OpenAI: Building Production Audio Agents with Real-Time Speech-to-Speech Models

Overview

This case study documents OpenAI’s approach to building production-ready audio agents, presented by their solution architecture team. The presentation focuses on the maturation of speech-to-speech models and the operational patterns needed to deploy them successfully in production environments. The talk is particularly valuable because it addresses not just the capabilities of the models themselves but the entire operational infrastructure needed to build, evaluate, and maintain voice-based applications at scale. Two brief customer examples are mentioned: Lemonade, an AI-focused insurance company, and Tinder with their chat experience, though the bulk of the content focuses on general patterns and best practices.

Evolution of Audio Models and Production Readiness

The presentation begins by contextualizing audio agents within the broader multimodal era of generative AI. While text-based applications have dominated the production landscape, and image generation and understanding have matured significantly, audio represents the newest frontier approaching production viability. The critical insight is that audio models have reached a “tipping point” where they are “good enough” to build high-quality production applications at scale. This represents a fundamental shift from even six months prior, when models were characterized as slow, robotic, and brittle.

The improvement in model performance is demonstrated through a compelling before-and-after comparison. The older models exhibited initial delays of several seconds, robotic voice quality, and brittleness in handling interruptions or context changes. When asked to write a haiku about whispers but then interrupted to change the topic to stars, the old model instead wrote about sand, demonstrating poor conversational control. In contrast, current models respond with minimal latency, expressive and emotional vocal qualities, and accurate handling of interruptions and context switching. This dramatic improvement in model capabilities forms the foundation for considering serious production deployments.

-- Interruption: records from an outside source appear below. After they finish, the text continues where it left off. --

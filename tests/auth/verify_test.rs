use axum::http::StatusCode;
use chrono::{Duration, Utc};
use serde_json::json;

use crate::common::{test_email, test_password, TestContext};
use hazel::modules::auth::model::{CredentialRecord, TokenScope};
use hazel::services::hashing;
use hazel::services::mailer::{VERIFY_EMAIL_TEMPLATE, WELCOME_EMAIL_TEMPLATE};

fn wrong_code(code: &str) -> String {
    if code == "000000" { "000001" } else { "000000" }.to_string()
}

#[tokio::test]
async fn verify_with_correct_code_marks_user_verified() {
    let ctx = TestContext::new().await;
    let email = test_email();
    ctx.register("Ada", &email, test_password()).await;
    let code = ctx.verification_code(&email).await;

    let response = ctx.verify(&email, &code).await;

    response.assert_status_ok();
    let body: serde_json::Value = response.json();
    assert_eq!(body["user"]["verified"], true);
    assert!(ctx.store.stored_user(&email).unwrap().verified);
    assert_eq!(ctx.store.credential_count(TokenScope::Verification), 0);
}

#[tokio::test]
async fn verify_with_wrong_code_returns_unauthorized() {
    let ctx = TestContext::new().await;
    let email = test_email();
    ctx.register("Ada", &email, test_password()).await;
    let code = ctx.verification_code(&email).await;

    let response = ctx.verify(&email, &wrong_code(&code)).await;

    response.assert_status(StatusCode::UNAUTHORIZED);
    assert!(!ctx.store.stored_user(&email).unwrap().verified);
}

#[tokio::test]
async fn verification_code_is_single_use() {
    let ctx = TestContext::new().await;
    let email = test_email();
    ctx.register("Ada", &email, test_password()).await;
    let code = ctx.verification_code(&email).await;

    ctx.verify(&email, &code).await.assert_status_ok();
    let response = ctx.verify(&email, &code).await;

    response.assert_status(StatusCode::UNAUTHORIZED);
}

#[tokio::test]
async fn verification_code_is_bound_to_its_email() {
    let ctx = TestContext::new().await;
    let ada = test_email();
    let bob = test_email();
    ctx.register("Ada", &ada, test_password()).await;
    ctx.register("Bob", &bob, test_password()).await;
    let ada_code = ctx.verification_code(&ada).await;

    let response = ctx.verify(&bob, &ada_code).await;

    response.assert_status(StatusCode::UNAUTHORIZED);
    assert!(!ctx.store.stored_user(&bob).unwrap().verified);
}

#[tokio::test]
async fn verify_sends_welcome_email() {
    let ctx = TestContext::new().await;
    let email = test_email();
    ctx.register("Ada", &email, test_password()).await;
    let code = ctx.verification_code(&email).await;

    ctx.verify(&email, &code).await.assert_status_ok();

    for _ in 0..100 {
        if !ctx.mailer.sent_to(&email, WELCOME_EMAIL_TEMPLATE).is_empty() {
            return;
        }
        tokio::time::sleep(std::time::Duration::from_millis(20)).await;
    }
    panic!("welcome email was not sent");
}

#[tokio::test]
async fn resend_issues_a_new_code_and_keeps_the_old_one_valid() {
    let ctx = TestContext::new().await;
    let email = test_email();
    ctx.register("Ada", &email, test_password()).await;
    let first = ctx.verification_code(&email).await;

    let response = ctx
        .server
        .post("/api/v1/auth/verify/request")
        .json(&json!({ "email": &email }))
        .await;

    response.assert_status(StatusCode::ACCEPTED);
    for _ in 0..100 {
        if ctx.mailer.sent_to(&email, VERIFY_EMAIL_TEMPLATE).len() == 2 {
            break;
        }
        tokio::time::sleep(std::time::Duration::from_millis(20)).await;
    }
    assert_eq!(ctx.mailer.sent_to(&email, VERIFY_EMAIL_TEMPLATE).len(), 2);
    assert_eq!(ctx.store.credential_count(TokenScope::Verification), 2);

    ctx.verify(&email, &first).await.assert_status_ok();
}

#[tokio::test]
async fn resend_for_unknown_email_returns_not_found() {
    let ctx = TestContext::new().await;

    let response = ctx
        .server
        .post("/api/v1/auth/verify/request")
        .json(&json!({ "email": test_email() }))
        .await;

    response.assert_status(StatusCode::NOT_FOUND);
}

#[tokio::test]
async fn resend_for_verified_user_returns_conflict_without_new_code() {
    let ctx = TestContext::new().await;
    let (_, email) = ctx.verified_user("Ada").await;

    let response = ctx
        .server
        .post("/api/v1/auth/verify/request")
        .json(&json!({ "email": &email }))
        .await;

    response.assert_status(StatusCode::CONFLICT);
    assert_eq!(ctx.store.credential_count(TokenScope::Verification), 0);
}

#[tokio::test]
async fn shared_code_is_consumed_only_for_its_owner() {
    let ctx = TestContext::new().await;
    let ada = test_email();
    let bob = test_email();
    ctx.register("Ada", &ada, test_password()).await;
    ctx.register("Bob", &bob, test_password()).await;

    for email in [&ada, &bob] {
        let user = ctx.store.stored_user(email).unwrap();
        ctx.store.put_credential(CredentialRecord {
            token_hash: hashing::hash_token("424242"),
            user_id: user.id,
            scope: TokenScope::Verification,
            expires_at: Utc::now() + Duration::minutes(15),
        });
    }

    ctx.verify(&ada, "424242").await.assert_status_ok();
    ctx.verify(&bob, "424242").await.assert_status_ok();

    assert!(ctx.store.stored_user(&ada).unwrap().verified);
    assert!(ctx.store.stored_user(&bob).unwrap().verified);
}
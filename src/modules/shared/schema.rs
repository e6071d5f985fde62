use serde::Serialize;

// =============================================================================
// ERROR RESPONSE
// =============================================================================

#[derive(Debug, Serialize)]
pub struct ErrorResponse {
    pub error: String,
}

impl ErrorResponse {
    pub fn new(error: impl Into<String>) -> Self {
        Self {
            error: error.into(),
        }
    }
}

// =============================================================================
// MESSAGE RESPONSE
// =============================================================================

#[derive(Debug, Serialize)]
pub struct MessageResponse {
    pub message: String,
}

impl MessageResponse {
    pub fn new(message: impl Into<String>) -> Self {
        Self {
            message: message.into(),
        }
    }
}
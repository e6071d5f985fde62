use axum::{routing::get, Router};
use std::sync::Arc;

use super::controller;
use crate::modules::task::controller as task_controller;
use crate::AppState;

/// Project-by-id routes. Listing and creation live under
/// `/workspaces/{id}/projects`.
pub fn project_routes() -> Router<Arc<AppState>> {
    Router::new()
        .route(
            "/{id}",
            get(controller::get_project)
                .patch(controller::update_project)
                .delete(controller::delete_project),
        )
        .route(
            "/{id}/tasks",
            get(task_controller::list_tasks).post(task_controller::create_task),
        )
}
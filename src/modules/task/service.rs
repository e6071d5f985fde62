use chrono::{DateTime, Utc};
use std::sync::Arc;
use uuid::Uuid;

use super::interface::TaskRepository;
use super::model::{Assignee, Task, TaskPatch, TaskPriority, TaskStatus};
use crate::modules::project::ProjectService;
use crate::modules::workspace::interface::{Result, WorkspaceError};
use crate::modules::workspace::{Access, Role, WorkspaceService};

#[derive(Debug, Clone, Default)]
pub struct NewTask {
    pub title: String,
    pub description: String,
    pub priority: Option<TaskPriority>,
    pub due: Option<DateTime<Utc>>,
}

/// Tasks inside projects, plus who is assigned to them. Access follows the
/// caller's role in the owning workspace.
pub struct TaskService {
    repo: Arc<dyn TaskRepository>,
    projects: Arc<ProjectService>,
    workspaces: Arc<WorkspaceService>,
}

impl TaskService {
    pub fn new(
        repo: Arc<dyn TaskRepository>,
        projects: Arc<ProjectService>,
        workspaces: Arc<WorkspaceService>,
    ) -> Self {
        Self {
            repo,
            projects,
            workspaces,
        }
    }

    pub async fn create(&self, project_id: Uuid, actor: Uuid, input: NewTask) -> Result<Task> {
        self.projects
            .load_guarded(project_id, actor, Access::Write)
            .await?;

        let now = Utc::now();
        let task = Task {
            id: Uuid::new_v4(),
            project_id,
            title: input.title,
            description: input.description,
            status: TaskStatus::Todo,
            priority: input.priority.unwrap_or_default(),
            due: input.due,
            created_at: now,
            updated_at: now,
        };
        self.repo.insert(&task).await?;

        tracing::info!(task_id = %task.id, %project_id, "task created");
        Ok(task)
    }

    pub async fn list(&self, project_id: Uuid, actor: Uuid) -> Result<Vec<Task>> {
        self.projects
            .load_guarded(project_id, actor, Access::Read)
            .await?;
        self.repo.list_for_project(project_id).await
    }

    pub async fn get(&self, id: Uuid, actor: Uuid) -> Result<Task> {
        let (task, _, _) = self.load_guarded(id, actor, Access::Read).await?;
        Ok(task)
    }

    /// Owners and admins may change anything. An assignee without write
    /// access may only move the task's status.
    pub async fn update(&self, id: Uuid, actor: Uuid, patch: TaskPatch) -> Result<Task> {
        let (current, _, role) = self.load_guarded(id, actor, Access::Read).await?;

        if !role.permits(Access::Write)
            && !(patch.is_status_only() && self.repo.is_assigned(id, actor).await?)
        {
            return Err(WorkspaceError::Forbidden);
        }

        let mut task = patch.apply(current);
        task.updated_at = Utc::now();
        self.repo.update(&task).await?;

        Ok(task)
    }

    pub async fn delete(&self, id: Uuid, actor: Uuid) -> Result<()> {
        self.load_guarded(id, actor, Access::Write).await?;

        if !self.repo.delete(id).await? {
            return Err(WorkspaceError::NotFound("task"));
        }

        tracing::info!(task_id = %id, "task deleted");
        Ok(())
    }

    /// Assignees must belong to the task's workspace.
    pub async fn assign(&self, id: Uuid, actor: Uuid, user_id: Uuid) -> Result<()> {
        let (_, workspace_id, _) = self.load_guarded(id, actor, Access::Write).await?;

        if self.workspaces.role_of(workspace_id, user_id).await?.is_none() {
            return Err(WorkspaceError::InvalidInput(
                "assignee must be a member of the workspace".to_string(),
            ));
        }

        self.repo.assign(id, user_id).await?;

        tracing::info!(task_id = %id, %user_id, "task assigned");
        Ok(())
    }

    pub async fn unassign(&self, id: Uuid, actor: Uuid, user_id: Uuid) -> Result<()> {
        self.load_guarded(id, actor, Access::Write).await?;

        if !self.repo.unassign(id, user_id).await? {
            return Err(WorkspaceError::NotFound("assignment"));
        }

        tracing::info!(task_id = %id, %user_id, "task unassigned");
        Ok(())
    }

    pub async fn list_assignees(&self, id: Uuid, actor: Uuid) -> Result<Vec<Assignee>> {
        self.load_guarded(id, actor, Access::Read).await?;
        self.repo.list_assignees(id).await
    }

    /// Resolves task, workspace and the caller's role. Outsiders see the
    /// task as missing.
    async fn load_guarded(&self, id: Uuid, actor: Uuid, access: Access) -> Result<(Task, Uuid, Role)> {
        let task = self
            .repo
            .find(id)
            .await?
            .ok_or(WorkspaceError::NotFound("task"))?;

        match self.projects.load_guarded(task.project_id, actor, access).await {
            Ok((project, role)) => Ok((task, project.workspace_id, role)),
            Err(WorkspaceError::NotFound(_)) => Err(WorkspaceError::NotFound("task")),
            Err(e) => Err(e),
        }
    }
}
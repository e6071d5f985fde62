use std::time::Duration;

use sqlx::{mysql::MySqlPoolOptions, MySql, Pool};

use super::environment::Config;

pub type DbPool = Pool<MySql>;

/// Connects the shared pool. Acquisition is bounded so a stalled database
/// cannot hold a request worker indefinitely.
pub async fn init_db(config: &Config) -> Result<DbPool, sqlx::Error> {
    MySqlPoolOptions::new()
        .max_connections(config.db_max_connections)
        .acquire_timeout(Duration::from_secs(config.db_acquire_timeout_secs))
        .connect(&config.database_url)
        .await
}

pub async fn run_migrations(pool: &DbPool) -> Result<(), sqlx::migrate::MigrateError> {
    sqlx::migrate!("./migrations").run(pool).await
}
use chrono::{DateTime, Utc};
use sqlx::FromRow;
use uuid::Uuid;

#[derive(Debug, Clone, PartialEq, FromRow)]
pub struct User {
    pub id: Uuid,
    pub name: String,
    pub email: String,
    pub password_hash: String,
    pub profile_photo: Option<String>,
    pub verified: bool,
    pub created_at: DateTime<Utc>,
    pub updated_at: DateTime<Utc>,
}

/// Purpose a stored credential was issued for. A record is only ever
/// matched against the scope of the operation consuming it.
#[derive(Debug, Clone, Copy, PartialEq, Eq, Hash)]
pub enum TokenScope {
    Verification,
    Authentication,
}

impl TokenScope {
    pub fn as_str(&self) -> &'static str {
        match self {
            Self::Verification => "verification",
            Self::Authentication => "authentication",
        }
    }
}

/// Persisted credential: the digest of a raw secret, never the secret.
#[derive(Debug, Clone)]
pub struct CredentialRecord {
    pub token_hash: String,
    pub user_id: Uuid,
    pub scope: TokenScope,
    pub expires_at: DateTime<Utc>,
}

impl CredentialRecord {
    pub fn is_live(&self, now: DateTime<Utc>) -> bool {
        now < self.expires_at
    }
}

/// Partial profile update. `None` leaves the field untouched.
#[derive(Debug, Clone, Default)]
pub struct UserPatch {
    pub name: Option<String>,
    pub email: Option<String>,
    pub password: Option<String>,
    pub profile_photo: Option<String>,
}

impl UserPatch {
    /// Merges the plain fields into `user`. The password is not touched here
    /// because replacing it needs hashing.
    pub fn apply(&self, mut user: User) -> User {
        if let Some(name) = &self.name {
            user.name = name.clone();
        }
        if let Some(email) = &self.email {
            user.email = email.clone();
        }
        if let Some(photo) = &self.profile_photo {
            user.profile_photo = Some(photo.clone());
        }
        user
    }

    pub fn is_empty(&self) -> bool {
        self.name.is_none()
            && self.email.is_none()
            && self.password.is_none()
            && self.profile_photo.is_none()
    }
}
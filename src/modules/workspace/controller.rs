use axum::{
    extract::{Path, State},
    http::StatusCode,
    Json,
};
use std::sync::Arc;
use uuid::Uuid;

use crate::modules::auth::AuthUser;
use crate::modules::shared::{MessageResponse, ValidatedJson};
use crate::modules::workspace::{
    interface::WorkspaceError,
    schema::{
        AddMemberRequest, CreateWorkspaceRequest, MemberList, UpdateWorkspaceRequest,
        WorkspaceEnvelope, WorkspaceList,
    },
};
use crate::AppState;

pub async fn create_workspace(
    State(state): State<Arc<AppState>>,
    auth: AuthUser,
    ValidatedJson(req): ValidatedJson<CreateWorkspaceRequest>,
) -> Result<(StatusCode, Json<WorkspaceEnvelope>), WorkspaceError> {
    let workspace = state
        .workspaces
        .create(req.name.trim(), &req.description, auth.user_id)
        .await?;

    Ok((
        StatusCode::CREATED,
        Json(WorkspaceEnvelope {
            workspace: workspace.into(),
        }),
    ))
}

pub async fn list_my_workspaces(
    State(state): State<Arc<AppState>>,
    auth: AuthUser,
) -> Result<Json<WorkspaceList>, WorkspaceError> {
    let workspaces = state.workspaces.list_for_user(auth.user_id).await?;
    Ok(Json(WorkspaceList {
        workspaces: workspaces.into_iter().map(Into::into).collect(),
    }))
}

pub async fn get_workspace(
    State(state): State<Arc<AppState>>,
    auth: AuthUser,
    Path(id): Path<Uuid>,
) -> Result<Json<WorkspaceEnvelope>, WorkspaceError> {
    let workspace = state.workspaces.get(id, auth.user_id).await?;
    Ok(Json(WorkspaceEnvelope {
        workspace: workspace.into(),
    }))
}

pub async fn update_workspace(
    State(state): State<Arc<AppState>>,
    auth: AuthUser,
    Path(id): Path<Uuid>,
    ValidatedJson(req): ValidatedJson<UpdateWorkspaceRequest>,
) -> Result<Json<WorkspaceEnvelope>, WorkspaceError> {
    let workspace = state
        .workspaces
        .update(id, auth.user_id, req.into())
        .await?;
    Ok(Json(WorkspaceEnvelope {
        workspace: workspace.into(),
    }))
}

pub async fn delete_workspace(
    State(state): State<Arc<AppState>>,
    auth: AuthUser,
    Path(id): Path<Uuid>,
) -> Result<Json<MessageResponse>, WorkspaceError> {
    state.workspaces.delete(id, auth.user_id).await?;
    Ok(Json(MessageResponse::new("workspace deleted")))
}

// =============================================================================
// MEMBERS
// =============================================================================

pub async fn list_members(
    State(state): State<Arc<AppState>>,
    auth: AuthUser,
    Path(id): Path<Uuid>,
) -> Result<Json<MemberList>, WorkspaceError> {
    let members = state.workspaces.list_members(id, auth.user_id).await?;
    Ok(Json(MemberList {
        members: members.into_iter().map(Into::into).collect(),
    }))
}

pub async fn add_member(
    State(state): State<Arc<AppState>>,
    auth: AuthUser,
    Path(id): Path<Uuid>,
    ValidatedJson(req): ValidatedJson<AddMemberRequest>,
) -> Result<(StatusCode, Json<MessageResponse>), WorkspaceError> {
    state
        .workspaces
        .add_member(id, auth.user_id, req.user_id, req.role)
        .await?;

    Ok((
        StatusCode::CREATED,
        Json(MessageResponse::new("member added")),
    ))
}

pub async fn remove_member(
    State(state): State<Arc<AppState>>,
    auth: AuthUser,
    Path((id, user_id)): Path<(Uuid, Uuid)>,
) -> Result<Json<MessageResponse>, WorkspaceError> {
    state
        .workspaces
        .remove_member(id, auth.user_id, user_id)
        .await?;
    Ok(Json(MessageResponse::new("member removed")))
}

Architectural Patterns: Chained vs Speech-to-Speech

A critical architectural decision in building audio agents involves choosing between two fundamental approaches. The traditional “chained approach” stitches together three separate models: an audio transcription model converts speech to text, an LLM provides the intelligence layer, and a text-to-speech model generates audio output. While this approach has been available for some time, it suffers from significant drawbacks in production environments. The latency compounds across the three model calls, making real-time conversational experiences difficult. Additionally, there is semantic lossiness as information is transformed between modalities, potentially losing nuance, tone, or contextual information that exists in the original audio.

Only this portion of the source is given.